The first problem I tried to tackle was the lock up mechanism. I could lock and un-lock the gun with very little pressure - just my little finger. I called TC and talked to a tech and he said that was to light - he said to send it in - but I decided to give it a shot myself first - it is a very simple gun - can not figure out why it should cost so much. So took the gun apart and got into the trigger mechanism to adjust the cam. I have no idea why I forgot to get some pictures but I did. I really did not like the method that is needed to take the barrel away from the receiver. You have to loosen a lock screw and remove a pin at the front of the trigger guard - not difficult just a nusiance. To get the cam nut to adjust the closing pressure you need to remove the stock and then a pin from the reciever. With the pin out the trigger guard and the cam will fall out in your hand. NOTE: if you push the pin out from left to right and only as far as necessary to remove the mechanism you will not loose the trigger spring. The only slightly difficult problem is one end of the trigger return spring rides on the top of that pin and it is somewhat fun to get it back in the proper place. Adjust the cam not is not a problem it is has some line marks on the nut notice where they are and start your adjustments. In my case the pressure was to light so I turned the clockwise 1/4 turn and re-installed trigger guard.
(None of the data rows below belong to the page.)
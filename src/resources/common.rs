//! Common resource generation utilities.
//!
//! Names, labels, finalizers and owner references shared by every object the
//! operator creates for an InnoDBCluster. The label keys and values are an
//! external contract: monitoring and test tooling select on them.

use std::collections::BTreeMap;

use k8s_openapi::apimachinery::pkg::apis::meta::v1::OwnerReference;
use kube::{Resource, ResourceExt};

use crate::crd::{InnoDBCluster, MemberRole};

/// Label carrying the component (`mysqld` or `mysqlrouter`).
pub const LABEL_COMPONENT: &str = "component";
/// Label carrying the tier.
pub const LABEL_TIER: &str = "tier";
/// Label carrying the owning cluster's name.
pub const LABEL_CLUSTER: &str = "mysql.oracle.com/cluster";
/// Label carrying the member's role in the group.
pub const LABEL_CLUSTER_ROLE: &str = "mysql.oracle.com/cluster-role";

pub const COMPONENT_MYSQLD: &str = "mysqld";
pub const COMPONENT_ROUTER: &str = "mysqlrouter";
pub const TIER_MYSQL: &str = "mysql";

/// Finalizer on the InnoDBCluster guarding ordered teardown.
pub const CLUSTER_FINALIZER: &str = "mysql.oracle.com/cluster";
/// Finalizer on member pods held while the member is in the group.
pub const MEMBERSHIP_FINALIZER: &str = "mysql.oracle.com/membership";

/// Name of the member pod at `ordinal`.
pub fn member_pod_name(cluster: &str, ordinal: i32) -> String {
    format!("{cluster}-{ordinal}")
}

/// Ordinal of a member pod, if `pod_name` is `<cluster>-<ordinal>`.
pub fn parse_ordinal(cluster: &str, pod_name: &str) -> Option<i32> {
    let suffix = pod_name.strip_prefix(cluster)?.strip_prefix('-')?;
    if suffix.is_empty() || !suffix.bytes().all(|b| b.is_ascii_digit()) {
        return None;
    }
    suffix.parse().ok()
}

/// Name of the router replica set.
pub fn router_name(cluster: &str) -> String {
    format!("{cluster}-router")
}

/// Name of the headless service fronting member pods.
pub fn instances_service_name(cluster: &str) -> String {
    format!("{cluster}-instances")
}

/// Selector matching a cluster's member pods.
pub fn member_selector(cluster: &str) -> BTreeMap<String, String> {
    BTreeMap::from([
        (LABEL_COMPONENT.to_string(), COMPONENT_MYSQLD.to_string()),
        (LABEL_CLUSTER.to_string(), cluster.to_string()),
    ])
}

/// Selector matching a cluster's router pods.
pub fn router_selector(cluster: &str) -> BTreeMap<String, String> {
    BTreeMap::from([
        (LABEL_COMPONENT.to_string(), COMPONENT_ROUTER.to_string()),
        (LABEL_CLUSTER.to_string(), cluster.to_string()),
    ])
}

/// The full label set of a member pod.
///
/// Without a known role only the three static labels are present.
pub fn member_labels(cluster: &str, role: MemberRole) -> BTreeMap<String, String> {
    let mut labels = member_selector(cluster);
    labels.insert(LABEL_TIER.to_string(), TIER_MYSQL.to_string());
    if let Some(role) = role.label_value() {
        labels.insert(LABEL_CLUSTER_ROLE.to_string(), role.to_string());
    }
    labels
}

/// Labels of router pods and the router replica set.
pub fn router_labels(cluster: &str) -> BTreeMap<String, String> {
    let mut labels = router_selector(cluster);
    labels.insert(LABEL_TIER.to_string(), TIER_MYSQL.to_string());
    labels
}

/// Create owner reference for an InnoDBCluster
pub fn owner_reference(cluster: &InnoDBCluster) -> OwnerReference {
    OwnerReference {
        api_version: InnoDBCluster::api_version(&()).to_string(),
        kind: InnoDBCluster::kind(&()).to_string(),
        name: cluster.name_any(),
        uid: cluster.uid().unwrap_or_default(),
        controller: Some(true),
        block_owner_deletion: Some(true),
    }
}

/// Pull secrets from the cluster spec in pod form.
pub fn image_pull_secrets(
    cluster: &InnoDBCluster,
) -> Option<Vec<k8s_openapi::api::core::v1::LocalObjectReference>> {
    cluster.spec.image_pull_secrets.as_ref().map(|secrets| {
        secrets
            .iter()
            .map(|s| k8s_openapi::api::core::v1::LocalObjectReference {
                name: s.name.clone(),
            })
            .collect()
    })
}
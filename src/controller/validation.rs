//! Validation of InnoDBCluster specs.
//!
//! A spec that fails validation produces no actions. The reconciler
//! reports it through the `SpecInvalid` condition and waits for the user
//! to fix it; deletion is still processed.

use kube::ResourceExt;

use crate::controller::error::{Error, Result};
use crate::crd::{InnoDBCluster, MAX_INSTANCES};

/// Maximum cluster name length, leaving room for `-instances` and ordinal suffixes
pub const MAX_NAME_LENGTH: usize = 40;

/// Accepted image pull policies
pub const PULL_POLICIES: [&str; 3] = ["Always", "IfNotPresent", "Never"];

/// Validate the cluster spec
pub fn validate_spec(cluster: &InnoDBCluster) -> Result<()> {
    validate_name(cluster)?;
    validate_instances(cluster)?;
    validate_router(cluster)?;
    validate_image(cluster)?;
    Ok(())
}

fn validate_name(cluster: &InnoDBCluster) -> Result<()> {
    let name = cluster.name_any();
    if name.len() > MAX_NAME_LENGTH {
        return Err(Error::SpecInvalid(format!(
            "name '{name}' exceeds maximum length of {MAX_NAME_LENGTH} characters"
        )));
    }
    Ok(())
}

fn validate_instances(cluster: &InnoDBCluster) -> Result<()> {
    let instances = cluster.spec.instances;
    if !(1..=MAX_INSTANCES).contains(&instances) {
        return Err(Error::SpecInvalid(format!(
            "spec.instances must be between 1 and {MAX_INSTANCES}, got {instances}"
        )));
    }
    Ok(())
}

fn validate_router(cluster: &InnoDBCluster) -> Result<()> {
    let routers = cluster.spec.router_instances();
    if routers < 0 {
        return Err(Error::SpecInvalid(format!(
            "spec.router.instances must not be negative, got {routers}"
        )));
    }
    Ok(())
}

fn validate_image(cluster: &InnoDBCluster) -> Result<()> {
    if let Some(policy) = &cluster.spec.image_pull_policy
        && !PULL_POLICIES.contains(&policy.as_str())
    {
        return Err(Error::SpecInvalid(format!(
            "spec.imagePullPolicy must be one of {}, got '{policy}'",
            PULL_POLICIES.join(", ")
        )));
    }
    if cluster.spec.image.as_deref().is_some_and(str::is_empty) {
        return Err(Error::SpecInvalid("spec.image must not be empty".to_string()));
    }
    if let Some(secret) = cluster
        .spec
        .image_pull_secrets
        .iter()
        .flatten()
        .find(|s| s.name.is_empty())
    {
        return Err(Error::SpecInvalid(format!(
            "spec.imagePullSecrets entry has an empty name: {secret:?}"
        )));
    }
    Ok(())
}
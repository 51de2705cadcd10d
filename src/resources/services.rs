//! Service generation for InnoDB clusters.
//!
//! Creates two services:
//! - **Router Service** (`<cluster>`): client entry point through the routers
//! - **Instances Service** (`<cluster>-instances`): headless, gives each
//!   member a stable DNS name for group replication

use k8s_openapi::api::core::v1::{Service, ServicePort, ServiceSpec};
use k8s_openapi::apimachinery::pkg::apis::meta::v1::ObjectMeta;
use k8s_openapi::apimachinery::pkg::util::intstr::IntOrString;
use kube::ResourceExt;

use crate::crd::InnoDBCluster;
use crate::resources::common::{
    COMPONENT_MYSQLD, LABEL_CLUSTER, LABEL_COMPONENT, LABEL_TIER, TIER_MYSQL,
    instances_service_name, member_selector, owner_reference, router_selector,
};
use crate::resources::pods::{GR_PORT, MYSQL_PORT, MYSQLX_PORT};
use crate::resources::router::{
    ROUTER_RO_PORT, ROUTER_RW_PORT, ROUTER_X_RO_PORT, ROUTER_X_RW_PORT,
};

/// The services an InnoDBCluster owns.
#[derive(Clone, Copy, Debug, PartialEq, Eq, PartialOrd, Ord, Hash)]
pub enum ServiceKind {
    /// Client entry point through the routers
    Router,
    /// Headless service for member DNS
    Instances,
}

impl ServiceKind {
    pub const ALL: [ServiceKind; 2] = [ServiceKind::Router, ServiceKind::Instances];

    /// Service name for a cluster.
    pub fn service_name(&self, cluster: &str) -> String {
        match self {
            ServiceKind::Router => cluster.to_string(),
            ServiceKind::Instances => instances_service_name(cluster),
        }
    }
}

impl std::fmt::Display for ServiceKind {
    fn fmt(&self, f: &mut std::fmt::Formatter<'_>) -> std::fmt::Result {
        match self {
            ServiceKind::Router => write!(f, "router"),
            ServiceKind::Instances => write!(f, "instances"),
        }
    }
}

/// Generate the service of the given kind.
pub fn generate_service(cluster: &InnoDBCluster, kind: ServiceKind) -> Service {
    match kind {
        ServiceKind::Router => generate_router_service(cluster),
        ServiceKind::Instances => generate_instances_service(cluster),
    }
}

fn service_labels(cluster: &str) -> std::collections::BTreeMap<String, String> {
    std::collections::BTreeMap::from([
        (LABEL_TIER.to_string(), TIER_MYSQL.to_string()),
        (LABEL_CLUSTER.to_string(), cluster.to_string()),
    ])
}

fn tcp_port(port: i32, name: &str) -> ServicePort {
    ServicePort {
        port,
        target_port: Some(IntOrString::Int(port)),
        name: Some(name.to_string()),
        protocol: Some("TCP".to_string()),
        ..Default::default()
    }
}

/// Generate the router Service.
///
/// Load-balances client connections over router pods on the four
/// router ports.
pub fn generate_router_service(cluster: &InnoDBCluster) -> Service {
    let name = cluster.name_any();

    Service {
        metadata: ObjectMeta {
            name: Some(ServiceKind::Router.service_name(&name)),
            namespace: cluster.namespace(),
            labels: Some(service_labels(&name)),
            owner_references: Some(vec![owner_reference(cluster)]),
            ..Default::default()
        },
        spec: Some(ServiceSpec {
            type_: Some("ClusterIP".to_string()),
            selector: Some(router_selector(&name)),
            ports: Some(vec![
                tcp_port(ROUTER_RW_PORT, "mysql"),
                tcp_port(ROUTER_RO_PORT, "mysql-ro"),
                tcp_port(ROUTER_X_RW_PORT, "mysqlx"),
                tcp_port(ROUTER_X_RO_PORT, "mysqlx-ro"),
            ]),
            ..Default::default()
        }),
        ..Default::default()
    }
}

/// Generate the headless instances Service.
///
/// `publishNotReadyAddresses` lets members resolve each other while the
/// group is still forming.
pub fn generate_instances_service(cluster: &InnoDBCluster) -> Service {
    let name = cluster.name_any();
    let mut labels = service_labels(&name);
    labels.insert(LABEL_COMPONENT.to_string(), COMPONENT_MYSQLD.to_string());

    Service {
        metadata: ObjectMeta {
            name: Some(ServiceKind::Instances.service_name(&name)),
            namespace: cluster.namespace(),
            labels: Some(labels),
            owner_references: Some(vec![owner_reference(cluster)]),
            ..Default::default()
        },
        spec: Some(ServiceSpec {
            cluster_ip: Some("None".to_string()),
            publish_not_ready_addresses: Some(true),
            selector: Some(member_selector(&name)),
            ports: Some(vec![
                tcp_port(MYSQL_PORT, "mysql"),
                tcp_port(MYSQLX_PORT, "mysqlx"),
                tcp_port(GR_PORT, "gr-xcom"),
            ]),
            ..Default::default()
        }),
        ..Default::default()
    }
}
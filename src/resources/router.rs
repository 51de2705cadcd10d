//! Router replica set generation.
//!
//! Routers are stateless and interchangeable, so a ReplicaSet is enough.
//! It exists only while `spec.router.instances > 0`.

use k8s_openapi::api::apps::v1::{ReplicaSet, ReplicaSetSpec};
use k8s_openapi::api::core::v1::{Container, ContainerPort, EnvVar, PodSpec, PodTemplateSpec};
use k8s_openapi::apimachinery::pkg::apis::meta::v1::{LabelSelector, ObjectMeta};
use kube::ResourceExt;

use crate::crd::{DEFAULT_ROUTER_IMAGE, InnoDBCluster};
use crate::resources::common::{
    image_pull_secrets, instances_service_name, owner_reference, router_labels, router_name,
    router_selector,
};

/// Read-write classic port
pub const ROUTER_RW_PORT: i32 = 6446;
/// Read-only classic port
pub const ROUTER_RO_PORT: i32 = 6447;
/// Read-write X protocol port
pub const ROUTER_X_RW_PORT: i32 = 6448;
/// Read-only X protocol port
pub const ROUTER_X_RO_PORT: i32 = 6449;

/// Generate the router ReplicaSet with `replicas` pods.
pub fn generate_router_replica_set(cluster: &InnoDBCluster, replicas: i32) -> ReplicaSet {
    let cluster_name = cluster.name_any();
    let labels = router_labels(&cluster_name);

    ReplicaSet {
        metadata: ObjectMeta {
            name: Some(router_name(&cluster_name)),
            namespace: cluster.namespace(),
            labels: Some(labels.clone()),
            owner_references: Some(vec![owner_reference(cluster)]),
            ..Default::default()
        },
        spec: Some(ReplicaSetSpec {
            replicas: Some(replicas),
            selector: LabelSelector {
                match_labels: Some(router_selector(&cluster_name)),
                ..Default::default()
            },
            template: Some(PodTemplateSpec {
                metadata: Some(ObjectMeta {
                    labels: Some(labels),
                    ..Default::default()
                }),
                spec: Some(PodSpec {
                    containers: vec![generate_router_container(cluster)],
                    image_pull_secrets: image_pull_secrets(cluster),
                    ..Default::default()
                }),
            }),
            ..Default::default()
        }),
        status: None,
    }
}

/// Router image matching the server version.
fn router_image(cluster: &InnoDBCluster) -> String {
    format!("{}:{}", DEFAULT_ROUTER_IMAGE, cluster.spec.server_version())
}

fn generate_router_container(cluster: &InnoDBCluster) -> Container {
    let cluster_name = cluster.name_any();
    let ports = [
        (ROUTER_RW_PORT, "mysql-rw"),
        (ROUTER_RO_PORT, "mysql-ro"),
        (ROUTER_X_RW_PORT, "mysqlx-rw"),
        (ROUTER_X_RO_PORT, "mysqlx-ro"),
    ];

    Container {
        name: "router".to_string(),
        image: Some(router_image(cluster)),
        image_pull_policy: cluster.spec.image_pull_policy.clone(),
        ports: Some(
            ports
                .iter()
                .map(|(port, name)| ContainerPort {
                    container_port: *port,
                    name: Some(name.to_string()),
                    protocol: Some("TCP".to_string()),
                    ..Default::default()
                })
                .collect(),
        ),
        env: Some(vec![
            EnvVar {
                name: "MYSQL_HOST".to_string(),
                value: Some(format!(
                    "{}.{}",
                    instances_service_name(&cluster_name),
                    cluster.namespace().unwrap_or_default()
                )),
                ..Default::default()
            },
            EnvVar {
                name: "MYSQL_PORT".to_string(),
                value: Some("3306".to_string()),
                ..Default::default()
            },
        ]),
        ..Default::default()
    }
}

/// Copy of `existing` with its replica count set to `replicas`.
pub fn with_replicas(existing: &ReplicaSet, replicas: i32) -> ReplicaSet {
    let mut updated = existing.clone();
    if let Some(spec) = updated.spec.as_mut() {
        spec.replicas = Some(replicas);
    }
    updated
}
//! Member pod generation for InnoDB clusters.
//!
//! Members are managed as individual pods rather than through a StatefulSet
//! so the reconciler controls exactly which ordinal is created or removed,
//! and can hold each pod with the membership finalizer until the group has
//! evicted it.

use k8s_openapi::api::core::v1::{
    Container, ContainerPort, EnvVar, EnvVarSource, ExecAction, ObjectFieldSelector, Pod, PodSpec,
    Probe,
};
use k8s_openapi::apimachinery::pkg::apis::meta::v1::ObjectMeta;
use kube::ResourceExt;

use crate::crd::{InnoDBCluster, MemberRole};
use crate::resources::common::{
    MEMBERSHIP_FINALIZER, image_pull_secrets, instances_service_name, member_labels,
    member_pod_name, owner_reference,
};

/// Classic protocol port
pub const MYSQL_PORT: i32 = 3306;
/// X protocol port
pub const MYSQLX_PORT: i32 = 33060;
/// Group replication port
pub const GR_PORT: i32 = 33061;
/// Termination grace period in seconds
const TERMINATION_GRACE_PERIOD: i64 = 30;

/// Generate the member pod for `ordinal`.
///
/// The pod starts with the three static labels and the membership
/// finalizer. The role label is added once the group reports a role.
pub fn generate_member_pod(cluster: &InnoDBCluster, ordinal: i32) -> Pod {
    let cluster_name = cluster.name_any();
    let name = member_pod_name(&cluster_name, ordinal);

    Pod {
        metadata: ObjectMeta {
            name: Some(name.clone()),
            namespace: cluster.namespace(),
            labels: Some(member_labels(&cluster_name, MemberRole::Unknown)),
            finalizers: Some(vec![MEMBERSHIP_FINALIZER.to_string()]),
            owner_references: Some(vec![owner_reference(cluster)]),
            ..Default::default()
        },
        spec: Some(PodSpec {
            hostname: Some(name),
            subdomain: Some(instances_service_name(&cluster_name)),
            restart_policy: Some("Always".to_string()),
            termination_grace_period_seconds: Some(TERMINATION_GRACE_PERIOD),
            init_containers: Some(vec![generate_initconf_container(cluster)]),
            containers: vec![generate_mysql_container(cluster)],
            tolerations: cluster.spec.tolerations.clone().filter(|t| !t.is_empty()),
            image_pull_secrets: image_pull_secrets(cluster),
            ..Default::default()
        }),
        status: None,
    }
}

/// Init container that renders the server configuration for this member.
fn generate_initconf_container(cluster: &InnoDBCluster) -> Container {
    Container {
        name: "initconf".to_string(),
        image: Some(cluster.spec.server_image()),
        image_pull_policy: cluster.spec.image_pull_policy.clone(),
        command: Some(vec![
            "mysqlsh".to_string(),
            "--pym".to_string(),
            "mysqloperator".to_string(),
            "init".to_string(),
        ]),
        env: Some(generate_env_vars(cluster)),
        ..Default::default()
    }
}

/// Generate the main server container.
fn generate_mysql_container(cluster: &InnoDBCluster) -> Container {
    Container {
        name: "mysql".to_string(),
        image: Some(cluster.spec.server_image()),
        image_pull_policy: cluster.spec.image_pull_policy.clone(),
        ports: Some(vec![
            container_port(MYSQL_PORT, "mysql"),
            container_port(MYSQLX_PORT, "mysqlx"),
            container_port(GR_PORT, "gr-xcom"),
        ]),
        env: Some(generate_env_vars(cluster)),
        readiness_probe: Some(Probe {
            exec: Some(ExecAction {
                command: Some(vec!["/readinessprobe.sh".to_string()]),
            }),
            period_seconds: Some(5),
            failure_threshold: Some(10000),
            ..Default::default()
        }),
        ..Default::default()
    }
}

fn container_port(port: i32, name: &str) -> ContainerPort {
    ContainerPort {
        container_port: port,
        name: Some(name.to_string()),
        protocol: Some("TCP".to_string()),
        ..Default::default()
    }
}

fn generate_env_vars(cluster: &InnoDBCluster) -> Vec<EnvVar> {
    vec![
        EnvVar {
            name: "POD_NAME".to_string(),
            value_from: Some(EnvVarSource {
                field_ref: Some(ObjectFieldSelector {
                    field_path: "metadata.name".to_string(),
                    ..Default::default()
                }),
                ..Default::default()
            }),
            ..Default::default()
        },
        EnvVar {
            name: "MYSQL_CLUSTER_NAME".to_string(),
            value: Some(cluster.name_any()),
            ..Default::default()
        },
    ]
}
//! Shared controller helpers.
//!
//! Finalizer bookkeeping on object metadata and pod readiness predicates,
//! used by the collector, the executor and the group view.

use k8s_openapi::api::core::v1::Pod;
use k8s_openapi::apimachinery::pkg::apis::meta::v1::ObjectMeta;

/// Whether `meta` carries `finalizer`.
pub fn has_finalizer(meta: &ObjectMeta, finalizer: &str) -> bool {
    meta.finalizers
        .as_ref()
        .is_some_and(|f| f.iter().any(|x| x == finalizer))
}

/// Add a finalizer to object metadata. Returns false if it was already present.
pub fn add_finalizer(meta: &mut ObjectMeta, finalizer: &str) -> bool {
    // Only add if not already present
    if has_finalizer(meta, finalizer) {
        return false;
    }
    meta.finalizers
        .get_or_insert_with(Vec::new)
        .push(finalizer.to_string());
    true
}

/// Remove a finalizer from object metadata. Returns false if it was absent.
pub fn remove_finalizer(meta: &mut ObjectMeta, finalizer: &str) -> bool {
    let Some(finalizers) = meta.finalizers.as_mut() else {
        return false;
    };
    let Some(pos) = finalizers.iter().position(|f| f == finalizer) else {
        return false;
    };
    finalizers.remove(pos);
    true
}

/// Whether deletion of the object has been requested.
pub fn is_terminating(meta: &ObjectMeta) -> bool {
    meta.deletion_timestamp.is_some()
}

fn ready_condition(pod: &Pod) -> Option<&k8s_openapi::api::core::v1::PodCondition> {
    pod.status
        .as_ref()?
        .conditions
        .as_ref()?
        .iter()
        .find(|c| c.type_ == "Ready")
}

/// Whether the pod reports `Ready=True`.
pub fn is_pod_ready(pod: &Pod) -> bool {
    ready_condition(pod).is_some_and(|c| c.status == "True")
}

/// When a not-ready pod last became not ready.
///
/// Uses the `Ready` condition's transition time, falling back to the
/// pod's creation time. `None` for ready pods.
pub fn not_ready_since(pod: &Pod) -> Option<jiff::Timestamp> {
    if is_pod_ready(pod) {
        return None;
    }
    ready_condition(pod)
        .and_then(|c| c.last_transition_time.as_ref())
        .or(pod.metadata.creation_timestamp.as_ref())
        .map(|t| t.0)
        .or_else(|| Some(jiff::Timestamp::now()))
}
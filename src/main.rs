//! mysql-operator entry point.
//!
//! Starts the health server, waits for the leader lease, then runs the
//! InnoDBCluster controller until SIGTERM/SIGINT or until leadership is
//! lost.

use std::process::ExitCode;
use std::sync::Arc;
use std::time::Duration;

use kube::Client;
use kube_leader_election::{LeaseLock, LeaseLockParams, LeaseLockResult};
use tokio::signal;
use tokio_util::sync::CancellationToken;
use tracing::{debug, error, info, warn};
use tracing_subscriber::EnvFilter;

use mysql_operator::config::OperatorConfig;
use mysql_operator::controller::context::Context;
use mysql_operator::group::PodGroupView;
use mysql_operator::health::{HealthState, run_health_server};
use mysql_operator::run_operator;
use mysql_operator::store::Stores;

/// How long in-flight cycles get to wind down after shutdown is requested
const DRAIN_TIMEOUT: Duration = Duration::from_secs(5);

const LEASE_NAME: &str = "mysql-operator-leader";
const LEASE_TTL: Duration = Duration::from_secs(15);
const LEASE_RENEW_INTERVAL: Duration = Duration::from_secs(5);

fn lease_lock(client: &Client, config: &OperatorConfig) -> LeaseLock {
    LeaseLock::new(
        client.clone(),
        &config.pod_namespace,
        LeaseLockParams {
            holder_id: config.pod_name.clone(),
            lease_name: LEASE_NAME.to_string(),
            lease_ttl: LEASE_TTL,
        },
    )
}

/// Poll the lease until this replica holds it.
async fn acquire_leadership(lock: &LeaseLock) {
    info!(lease = LEASE_NAME, "Waiting to acquire leadership");
    loop {
        match lock.try_acquire_or_renew().await {
            Ok(LeaseLockResult::Acquired(_)) => {
                info!("Acquired leadership");
                return;
            }
            Ok(_) => debug!("Another replica leads, waiting"),
            Err(e) => warn!(error = %e, "Failed to acquire lease, retrying"),
        }
        tokio::time::sleep(LEASE_RENEW_INTERVAL).await;
    }
}

/// Renew the lease until a renewal fails or another replica takes it.
async fn hold_leadership(lock: LeaseLock) {
    loop {
        tokio::time::sleep(LEASE_RENEW_INTERVAL).await;
        match lock.try_acquire_or_renew().await {
            Ok(LeaseLockResult::Acquired(_)) => {}
            Ok(_) => {
                error!("Lease taken by another replica");
                return;
            }
            Err(e) => {
                error!(error = %e, "Failed to renew lease");
                return;
            }
        }
    }
}

#[tokio::main]
async fn main() -> Result<ExitCode, Box<dyn std::error::Error>> {
    tracing_subscriber::fmt()
        .with_env_filter(
            EnvFilter::from_default_env()
                .add_directive("mysql_operator=info".parse()?)
                .add_directive("kube=info".parse()?)
                .add_directive("kube_leader_election=info".parse()?),
        )
        .json()
        .init();

    let config = OperatorConfig::from_env()?;
    info!(?config, "Starting mysql-operator");

    let client = Client::try_default().await?;
    let health_state = Arc::new(HealthState::new());
    let shutdown = CancellationToken::new();

    // Health endpoints answer before the lease is held so standby replicas
    // stay live.
    let health = tokio::spawn(run_health_server(
        health_state.clone(),
        config.health_port,
        shutdown.clone(),
    ));

    let lock = lease_lock(&client, &config);
    tokio::select! {
        _ = acquire_leadership(&lock) => {}
        _ = shutdown_signal() => {
            info!("Shutdown requested while waiting for the leader lease");
            shutdown.cancel();
            return Ok(ExitCode::SUCCESS);
        }
    }
    let leadership = hold_leadership(lock);

    let stores = Stores::kube(client.clone());
    let group = Arc::new(PodGroupView::new(stores.pods.clone()));
    let ctx = Context::new(stores, group, config.settings(), Some(health_state.clone()))
        .with_events(client, Some(config.pod_name.clone()));

    let mut operator = tokio::spawn(run_operator(
        Arc::new(ctx),
        config.watch_namespace.clone(),
        config.max_concurrent_reconciles,
        shutdown.clone(),
    ));

    let (exit, operator_running) = tokio::select! {
        joined = &mut operator => {
            if let Err(e) = joined {
                error!(error = %e, "Controller task failed");
            }
            (ExitCode::FAILURE, false)
        }
        served = health => {
            match served {
                Ok(Err(e)) => error!(error = %e, "Health server failed"),
                Err(e) => error!(error = %e, "Health server task failed"),
                Ok(Ok(())) => warn!("Health server stopped"),
            }
            (ExitCode::FAILURE, true)
        }
        _ = leadership => {
            // Restart and re-enter the election rather than race the new leader.
            error!("Leader lease lost, exiting");
            shutdown.cancel();
            return Ok(ExitCode::FAILURE);
        }
        _ = shutdown_signal() => {
            info!("Shutdown signal received");
            health_state.set_ready(false);
            (ExitCode::SUCCESS, true)
        }
    };

    shutdown.cancel();
    if operator_running && tokio::time::timeout(DRAIN_TIMEOUT, operator).await.is_err() {
        warn!(timeout = ?DRAIN_TIMEOUT, "Controller did not stop in time");
    }

    info!("Operator stopped");
    Ok(exit)
}

/// Resolves on SIGTERM or SIGINT.
///
/// Failing to install a handler leaves no way to stop gracefully, so it
/// is treated as fatal.
#[allow(clippy::expect_used)]
async fn shutdown_signal() {
    let ctrl_c = async {
        signal::ctrl_c()
            .await
            .expect("failed to install SIGINT handler");
    };

    #[cfg(unix)]
    let terminate = async {
        signal::unix::signal(signal::unix::SignalKind::terminate())
            .expect("failed to install SIGTERM handler")
            .recv()
            .await;
    };

    #[cfg(not(unix))]
    let terminate = std::future::pending::<()>();

    tokio::select! {
        _ = ctrl_c => {},
        _ = terminate => {},
    }
}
Re-assembled the receiver installed the barrel - And it worked I now have snap pressure.

The next thing I did was to pack the hollow butt stock with bubble wrap to reduce stock noise. Installed stock back on the receiver and the forearm back onto the barrel. I like the way the forearm installs - it should not cause any accuracy problems.

Next, I turned to the bore - wonder what size it really is? Just for drill I dropped a .495 round ball down the barrel - I really expected to drop - bang to the bottom but it didn't, it slid done somewhat slowly, I could even hear it push some air out of the breech plug, then when I tipped the barrel down I heard and felt it start its way out but it never came out - it got hung up in there.... Removed the plug and pushed it out with the ram rod - fell right out... This gun is going to have a very tight bore, I am expecting .499/.500.

Next I started to clean the barrel... that poduced some interesting results... I ran patch treated with traditions bore solvent down the barrel - that was even tight and when it came out it came out a bit dirty and yellow...(first patch on left) next to down was a dry patch it was very tight also and did come out with a bit of discoloration on it also - so flipped it over and ran it again - Next down was a dry patch - it came out with definite black streaks... Next patch down was a patch treated with Montana Extreme Bore Conditioner - it came out dirty did not look good at all. Took the gun to the shop and ran two patches of Barnes CR-10 - I gotta tell you I have never seen a white patch come out that blue - ran it both sides - both sides turned blue.... Ran one more CR-10 patch and it came out lighter - Left it sitting with CR-10 in the bore working for an hour...










What causes the blue color... Finally got the bore ****-an-span clean and it really looks good.

Next, I decided i would try to push some sabot/projectiles through. I took the easy way out first - I ran a 200 XTP and a Harvester 'crush wib' - it was tight - there is no way a MMP 40 cal sabot would be put down this bore with out pounding it down. Then I tried a .452/250 FTX again first in a Harvester 'crush rib'. Again loaded very snuggly - i think it would be a good match. Then I tried the MMP HPH-3p. Think this will be the first one I try with BH. Next I tried a Harvester 'short black' - if I had to load that each time I wanted to shoot the Triumph BH or not - I would sell the gun- there is not joy loading the short black.










Finally weight - I like the weight of this gun - i could carry this around all day and feel pretty good about it. This is the wieght with scope installed.










My 270 Browning 'A' blt is slightly lighter 7.11 lbs.

Now just got to find time to go shoot it.


----------